[Problem requirements] Restate the listing exactly.
*** Opening Data section ***
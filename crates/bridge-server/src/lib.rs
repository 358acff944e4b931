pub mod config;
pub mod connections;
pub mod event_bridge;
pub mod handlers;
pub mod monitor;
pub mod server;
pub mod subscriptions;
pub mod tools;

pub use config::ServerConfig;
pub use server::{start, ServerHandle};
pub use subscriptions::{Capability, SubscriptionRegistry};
*** Closing Data section ***
[Output]
filename crates/bridge-server/src/lib.rs
repository 358acff944e4b931
pub mod config;
pub mod connections;
pub mod event_bridge;
pub mod handlers;
pub mod monitor;
pub mod server;
pub mod subscriptions;
pub mod tools;

pub use config::ServerConfig;
pub use server::{start, ServerHandle};
pub use subscriptions::{Capability, SubscriptionRegistry};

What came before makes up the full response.